Go through the listing below and reproduce it word for word.
- Opening Delimiter -
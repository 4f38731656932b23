use mediator::Request;
use serde::{Deserialize, Serialize};
use sqlx::PgPool;
use uuid::Uuid;

use crate::db;

#[derive(Debug, Clone, Serialize, Deserialize)]
pub struct DeleteInterventionCommand {
    pub id: Uuid,
}

#[derive(Debug, Clone, Serialize, Deserialize)]
pub struct DeleteInterventionResponse {
    pub id: Uuid,
}

#[derive(Debug, thiserror::Error)]
pub enum DeleteInterventionError {
    #[error("Intervention '{0}' not found")]
    NotFound(Uuid),
    #[error("Intervention '{0}' is linked to a scenario and cannot be deleted")]
    InUse(Uuid),
    #[error("Database error: {0}")]
    Database(#[from] sqlx::Error),
}

impl Request<Result<DeleteInterventionResponse, DeleteInterventionError>>
    for DeleteInterventionCommand
{
}

impl crate::cqrs::middleware::Command for DeleteInterventionCommand {}

#[tracing::instrument(skip(pool), fields(intervention_id = %command.id))]
pub async fn handle(
    pool: PgPool,
    command: DeleteInterventionCommand,
) -> Result<DeleteInterventionResponse, DeleteInterventionError> {
    let result = sqlx::query("DELETE FROM interventions WHERE id = $1")
        .bind(command.id)
        .execute(&pool)
        .await
        .map_err(|e| {
            if db::is_foreign_key_violation(&e) {
                DeleteInterventionError::InUse(command.id)
            } else {
                DeleteInterventionError::Database(e)
            }
        })?;

    if result.rows_affected() == 0 {
        return Err(DeleteInterventionError::NotFound(command.id));
    }

    Ok(DeleteInterventionResponse { id: command.id })
}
- Closing Delimiter -
Reply ->
repository 4f38731656932b23
use mediator::Request;
use serde::{Deserialize, Serialize};
use sqlx::PgPool;
use uuid::Uuid;

use crate::db;

#[derive(Debug, Clone, Serialize, Deserialize)]
pub struct DeleteInterventionCommand {
    pub id: Uuid,
}

#[derive(Debug, Clone, Serialize, Deserialize)]
pub struct DeleteInterventionResponse {
    pub id: Uuid,
}

#[derive(Debug, thiserror::Error)]
pub enum DeleteInterventionError {
    #[error("Intervention '{0}' not found")]
    NotFound(Uuid),
    #[error("Intervention '{0}' is linked to a scenario and cannot be deleted")]
    InUse(Uuid),
    #[error("Database error: {0}")]
    Database(#[from] sqlx::Error),
}

impl Request<Result<DeleteInterventionResponse, DeleteInterventionError>>
    for DeleteInterventionCommand
{
}

impl crate::cqrs::middleware::Command for DeleteInterventionCommand {}

#[tracing::instrument(skip(pool), fields(intervention_id = %command.id))]
pub async fn handle(
    pool: PgPool,
    command: DeleteInterventionCommand,
) -> Result<DeleteInterventionResponse, DeleteInterventionError> {
    let result = sqlx::query("DELETE FROM interventions WHERE id = $1")
        .bind(command.id)
        .execute(&pool)
        .await
        .map_err(|e| {
            if db::is_foreign_key_violation(&e) {
                DeleteInterventionError::InUse(command.id)
            } else {
                DeleteInterventionError::Database(e)
            }
        })?;

    if result.rows_affected() == 0 {
        return Err(DeleteInterventionError::NotFound(command.id));
    }

    Ok(DeleteInterventionResponse { id: command.id })
}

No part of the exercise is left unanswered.